TASK GOAL: What follows is a set of records; repeat all of them exactly.

DATA PROVIDED:
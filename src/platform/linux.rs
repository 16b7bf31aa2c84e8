use super::InputInjector;
use crate::error::InjectorError;
use crate::models::SimulationKey;
use x11rb::connection::Connection;
use x11rb::protocol::xproto::{
    ConnectionExt as _, Keycode, Keysym, Window, KEY_PRESS_EVENT, KEY_RELEASE_EVENT,
    MOTION_NOTIFY_EVENT,
};
use x11rb::protocol::xtest::ConnectionExt as _;
use x11rb::rust_connection::RustConnection;
use x11rb::{CURRENT_TIME, NONE};

/// Injects input through the X11 XTEST extension.
pub struct LinuxInjector {
    conn: RustConnection,
    root: Window,
}

fn protocol_error(e: impl std::fmt::Display) -> InjectorError {
    InjectorError::Protocol(e.to_string())
}

impl LinuxInjector {
    pub fn new() -> Result<Self, InjectorError> {
        let (conn, screen_num) = x11rb::connect(None).map_err(|e| {
            InjectorError::Unavailable(format!("failed to connect to X server: {e}"))
        })?;

        let root = conn
            .setup()
            .roots
            .get(screen_num)
            .map(|screen| screen.root)
            .ok_or_else(|| {
                InjectorError::Unavailable(format!("invalid screen number {screen_num}"))
            })?;

        // Fails with UnsupportedExtension when the server has no XTEST
        conn.xtest_get_version(2, 2)
            .map_err(|e| InjectorError::Unavailable(format!("XTEST unavailable: {e}")))?
            .reply()
            .map_err(|e| InjectorError::Unavailable(format!("XTEST unavailable: {e}")))?;

        Ok(Self { conn, root })
    }

    fn keycode_for(&self, key: SimulationKey) -> Result<Keycode, InjectorError> {
        let keysym = keysym_for(key);
        let setup = self.conn.setup();
        let first = setup.min_keycode;
        let count = setup
            .max_keycode
            .saturating_sub(first)
            .saturating_add(1);

        let mapping = self
            .conn
            .get_keyboard_mapping(first, count)
            .map_err(protocol_error)?
            .reply()
            .map_err(protocol_error)?;

        let per_keycode = usize::from(mapping.keysyms_per_keycode);
        if per_keycode == 0 {
            return Err(InjectorError::UnmappedKey(key.name()));
        }

        mapping
            .keysyms
            .iter()
            .position(|sym| *sym == keysym)
            .and_then(|idx| u8::try_from(idx / per_keycode).ok())
            .and_then(|offset| first.checked_add(offset))
            .ok_or(InjectorError::UnmappedKey(key.name()))
    }

    fn fake_key(&self, event_type: u8, key: SimulationKey) -> Result<(), InjectorError> {
        let keycode = self.keycode_for(key)?;
        self.conn
            .xtest_fake_input(event_type, keycode, CURRENT_TIME, NONE, 0, 0, 0)
            .map_err(protocol_error)?;
        self.conn.flush().map_err(protocol_error)
    }
}

impl InputInjector for LinuxInjector {
    fn pointer_position(&self) -> Result<(i32, i32), InjectorError> {
        let reply = self
            .conn
            .query_pointer(self.root)
            .map_err(protocol_error)?
            .reply()
            .map_err(protocol_error)?;
        Ok((i32::from(reply.root_x), i32::from(reply.root_y)))
    }

    fn move_pointer(&self, dx: i32, dy: i32) -> Result<(), InjectorError> {
        let dx16 = i16::try_from(dx).map_err(|_| InjectorError::OutOfRange(dx))?;
        let dy16 = i16::try_from(dy).map_err(|_| InjectorError::OutOfRange(dy))?;

        // detail = 1 marks the motion as relative
        self.conn
            .xtest_fake_input(MOTION_NOTIFY_EVENT, 1, CURRENT_TIME, NONE, dx16, dy16, 0)
            .map_err(protocol_error)?;
        self.conn.flush().map_err(protocol_error)
    }

    fn key_down(&self, key: SimulationKey) -> Result<(), InjectorError> {
        self.fake_key(KEY_PRESS_EVENT, key)
    }

    fn key_up(&self, key: SimulationKey) -> Result<(), InjectorError> {
        self.fake_key(KEY_RELEASE_EVENT, key)
    }
}

/// X11 keysym for each supported key (see X11/keysymdef.h).
fn keysym_for(key: SimulationKey) -> Keysym {
    match key {
        SimulationKey::Shift => 0xffe1,
        SimulationKey::Control => 0xffe3,
        SimulationKey::Alt => 0xffe9,
        SimulationKey::Meta => 0xffeb,
        SimulationKey::CapsLock => 0xffe5,
        SimulationKey::NumLock => 0xff7f,
        SimulationKey::ScrollLock => 0xff14,
        SimulationKey::Space => 0x0020,
        SimulationKey::Enter => 0xff0d,
        SimulationKey::Tab => 0xff09,
        SimulationKey::Escape => 0xff1b,
        SimulationKey::Pause => 0xff13,
        SimulationKey::Insert => 0xff63,
        SimulationKey::Home => 0xff50,
        SimulationKey::End => 0xff57,
        SimulationKey::Left => 0xff51,
        SimulationKey::Up => 0xff52,
        SimulationKey::Right => 0xff53,
        SimulationKey::Down => 0xff54,
        SimulationKey::F1 => 0xffbe,
        SimulationKey::F2 => 0xffbf,
        SimulationKey::F3 => 0xffc0,
        SimulationKey::F4 => 0xffc1,
        SimulationKey::F5 => 0xffc2,
        SimulationKey::F6 => 0xffc3,
        SimulationKey::F7 => 0xffc4,
        SimulationKey::F8 => 0xffc5,
        SimulationKey::F9 => 0xffc6,
        SimulationKey::F10 => 0xffc7,
        SimulationKey::F11 => 0xffc8,
        SimulationKey::F12 => 0xffc9,
        SimulationKey::F13 => 0xffca,
        SimulationKey::F14 => 0xffcb,
        SimulationKey::F15 => 0xffcc,
        SimulationKey::F16 => 0xffcd,
        SimulationKey::F17 => 0xffce,
        SimulationKey::F18 => 0xffcf,
        SimulationKey::F19 => 0xffd0,
        SimulationKey::F20 => 0xffd1,
        SimulationKey::F21 => 0xffd2,
        SimulationKey::F22 => 0xffd3,
        SimulationKey::F23 => 0xffd4,
        SimulationKey::F24 => 0xffd5,
    }
}

#[cfg(test)]
mod tests {
    use super::*;

    #[test]
    fn test_function_keysyms_are_contiguous() {
        for n in 1..=24u8 {
            let key: SimulationKey = format!("F{n}").parse().unwrap();
            assert_eq!(keysym_for(key), 0xffbe + u32::from(n - 1));
        }
    }

    #[test]
    fn test_shift_maps_to_left_shift() {
        assert_eq!(keysym_for(SimulationKey::Shift), 0xffe1);
    }

    #[test]
    #[ignore] // Requires X11 display with XTEST
    fn test_nudge_pointer_and_back() {
        let injector = LinuxInjector::new().unwrap();
        let (x, y) = injector.pointer_position().unwrap();
        injector.move_pointer(1, 0).unwrap();
        injector.move_pointer(-1, 0).unwrap();
        assert_eq!(injector.pointer_position().unwrap(), (x, y));
    }

    #[test]
    #[ignore] // Requires X11 display with XTEST
    fn test_shift_has_keycode() {
        let injector = LinuxInjector::new().unwrap();
        assert!(injector.keycode_for(SimulationKey::Shift).is_ok());
    }
}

ANSWER SPACE:
filename src/platform/linux.rs
repository 16b7bf31aa2c84e8
use super::InputInjector;
use crate::error::InjectorError;
use crate::models::SimulationKey;
use x11rb::connection::Connection;
use x11rb::protocol::xproto::{
    ConnectionExt as _, Keycode, Keysym, Window, KEY_PRESS_EVENT, KEY_RELEASE_EVENT,
    MOTION_NOTIFY_EVENT,
};
use x11rb::protocol::xtest::ConnectionExt as _;
use x11rb::rust_connection::RustConnection;
use x11rb::{CURRENT_TIME, NONE};

/// Injects input through the X11 XTEST extension.
pub struct LinuxInjector {
    conn: RustConnection,
    root: Window,
}

fn protocol_error(e: impl std::fmt::Display) -> InjectorError {
    InjectorError::Protocol(e.to_string())
}

impl LinuxInjector {
    pub fn new() -> Result<Self, InjectorError> {
        let (conn, screen_num) = x11rb::connect(None).map_err(|e| {
            InjectorError::Unavailable(format!("failed to connect to X server: {e}"))
        })?;

        let root = conn
            .setup()
            .roots
            .get(screen_num)
            .map(|screen| screen.root)
            .ok_or_else(|| {
                InjectorError::Unavailable(format!("invalid screen number {screen_num}"))
            })?;

        // Fails with UnsupportedExtension when the server has no XTEST
        conn.xtest_get_version(2, 2)
            .map_err(|e| InjectorError::Unavailable(format!("XTEST unavailable: {e}")))?
            .reply()
            .map_err(|e| InjectorError::Unavailable(format!("XTEST unavailable: {e}")))?;

        Ok(Self { conn, root })
    }

    fn keycode_for(&self, key: SimulationKey) -> Result<Keycode, InjectorError> {
        let keysym = keysym_for(key);
        let setup = self.conn.setup();
        let first = setup.min_keycode;
        let count = setup
            .max_keycode
            .saturating_sub(first)
            .saturating_add(1);

        let mapping = self
            .conn
            .get_keyboard_mapping(first, count)
            .map_err(protocol_error)?
            .reply()
            .map_err(protocol_error)?;

        let per_keycode = usize::from(mapping.keysyms_per_keycode);
        if per_keycode == 0 {
            return Err(InjectorError::UnmappedKey(key.name()));
        }

        mapping
            .keysyms
            .iter()
            .position(|sym| *sym == keysym)
            .and_then(|idx| u8::try_from(idx / per_keycode).ok())
            .and_then(|offset| first.checked_add(offset))
            .ok_or(InjectorError::UnmappedKey(key.name()))
    }

    fn fake_key(&self, event_type: u8, key: SimulationKey) -> Result<(), InjectorError> {
        let keycode = self.keycode_for(key)?;
        self.conn
            .xtest_fake_input(event_type, keycode, CURRENT_TIME, NONE, 0, 0, 0)
            .map_err(protocol_error)?;
        self.conn.flush().map_err(protocol_error)
    }
}

impl InputInjector for LinuxInjector {
    fn pointer_position(&self) -> Result<(i32, i32), InjectorError> {
        let reply = self
            .conn
            .query_pointer(self.root)
            .map_err(protocol_error)?
            .reply()
            .map_err(protocol_error)?;
        Ok((i32::from(reply.root_x), i32::from(reply.root_y)))
    }

    fn move_pointer(&self, dx: i32, dy: i32) -> Result<(), InjectorError> {
        let dx16 = i16::try_from(dx).map_err(|_| InjectorError::OutOfRange(dx))?;
        let dy16 = i16::try_from(dy).map_err(|_| InjectorError::OutOfRange(dy))?;

        // detail = 1 marks the motion as relative
        self.conn
            .xtest_fake_input(MOTION_NOTIFY_EVENT, 1, CURRENT_TIME, NONE, dx16, dy16, 0)
            .map_err(protocol_error)?;
        self.conn.flush().map_err(protocol_error)
    }

    fn key_down(&self, key: SimulationKey) -> Result<(), InjectorError> {
        self.fake_key(KEY_PRESS_EVENT, key)
    }

    fn key_up(&self, key: SimulationKey) -> Result<(), InjectorError> {
        self.fake_key(KEY_RELEASE_EVENT, key)
    }
}

/// X11 keysym for each supported key (see X11/keysymdef.h).
fn keysym_for(key: SimulationKey) -> Keysym {
    match key {
        SimulationKey::Shift => 0xffe1,
        SimulationKey::Control => 0xffe3,
        SimulationKey::Alt => 0xffe9,
        SimulationKey::Meta => 0xffeb,
        SimulationKey::CapsLock => 0xffe5,
        SimulationKey::NumLock => 0xff7f,
        SimulationKey::ScrollLock => 0xff14,
        SimulationKey::Space => 0x0020,
        SimulationKey::Enter => 0xff0d,
        SimulationKey::Tab => 0xff09,
        SimulationKey::Escape => 0xff1b,
        SimulationKey::Pause => 0xff13,
        SimulationKey::Insert => 0xff63,
        SimulationKey::Home => 0xff50,
        SimulationKey::End => 0xff57,
        SimulationKey::Left => 0xff51,
        SimulationKey::Up => 0xff52,
        SimulationKey::Right => 0xff53,
        SimulationKey::Down => 0xff54,
        SimulationKey::F1 => 0xffbe,
        SimulationKey::F2 => 0xffbf,
        SimulationKey::F3 => 0xffc0,
        SimulationKey::F4 => 0xffc1,
        SimulationKey::F5 => 0xffc2,
        SimulationKey::F6 => 0xffc3,
        SimulationKey::F7 => 0xffc4,
        SimulationKey::F8 => 0xffc5,
        SimulationKey::F9 => 0xffc6,
        SimulationKey::F10 => 0xffc7,
        SimulationKey::F11 => 0xffc8,
        SimulationKey::F12 => 0xffc9,
        SimulationKey::F13 => 0xffca,
        SimulationKey::F14 => 0xffcb,
        SimulationKey::F15 => 0xffcc,
        SimulationKey::F16 => 0xffcd,
        SimulationKey::F17 => 0xffce,
        SimulationKey::F18 => 0xffcf,
        SimulationKey::F19 => 0xffd0,
        SimulationKey::F20 => 0xffd1,
        SimulationKey::F21 => 0xffd2,
        SimulationKey::F22 => 0xffd3,
        SimulationKey::F23 => 0xffd4,
        SimulationKey::F24 => 0xffd5,
    }
}

#[cfg(test)]
mod tests {
    use super::*;

    #[test]
    fn test_function_keysyms_are_contiguous() {
        for n in 1..=24u8 {
            let key: SimulationKey = format!("F{n}").parse().unwrap();
            assert_eq!(keysym_for(key), 0xffbe + u32::from(n - 1));
        }
    }

    #[test]
    fn test_shift_maps_to_left_shift() {
        assert_eq!(keysym_for(SimulationKey::Shift), 0xffe1);
    }

    #[test]
    #[ignore] // Requires X11 display with XTEST
    fn test_nudge_pointer_and_back() {
        let injector = LinuxInjector::new().unwrap();
        let (x, y) = injector.pointer_position().unwrap();
        injector.move_pointer(1, 0).unwrap();
        injector.move_pointer(-1, 0).unwrap();
        assert_eq!(injector.pointer_position().unwrap(), (x, y));
    }

    #[test]
    #[ignore] // Requires X11 display with XTEST
    fn test_shift_has_keycode() {
        let injector = LinuxInjector::new().unwrap();
        assert!(injector.keycode_for(SimulationKey::Shift).is_ok());
    }
}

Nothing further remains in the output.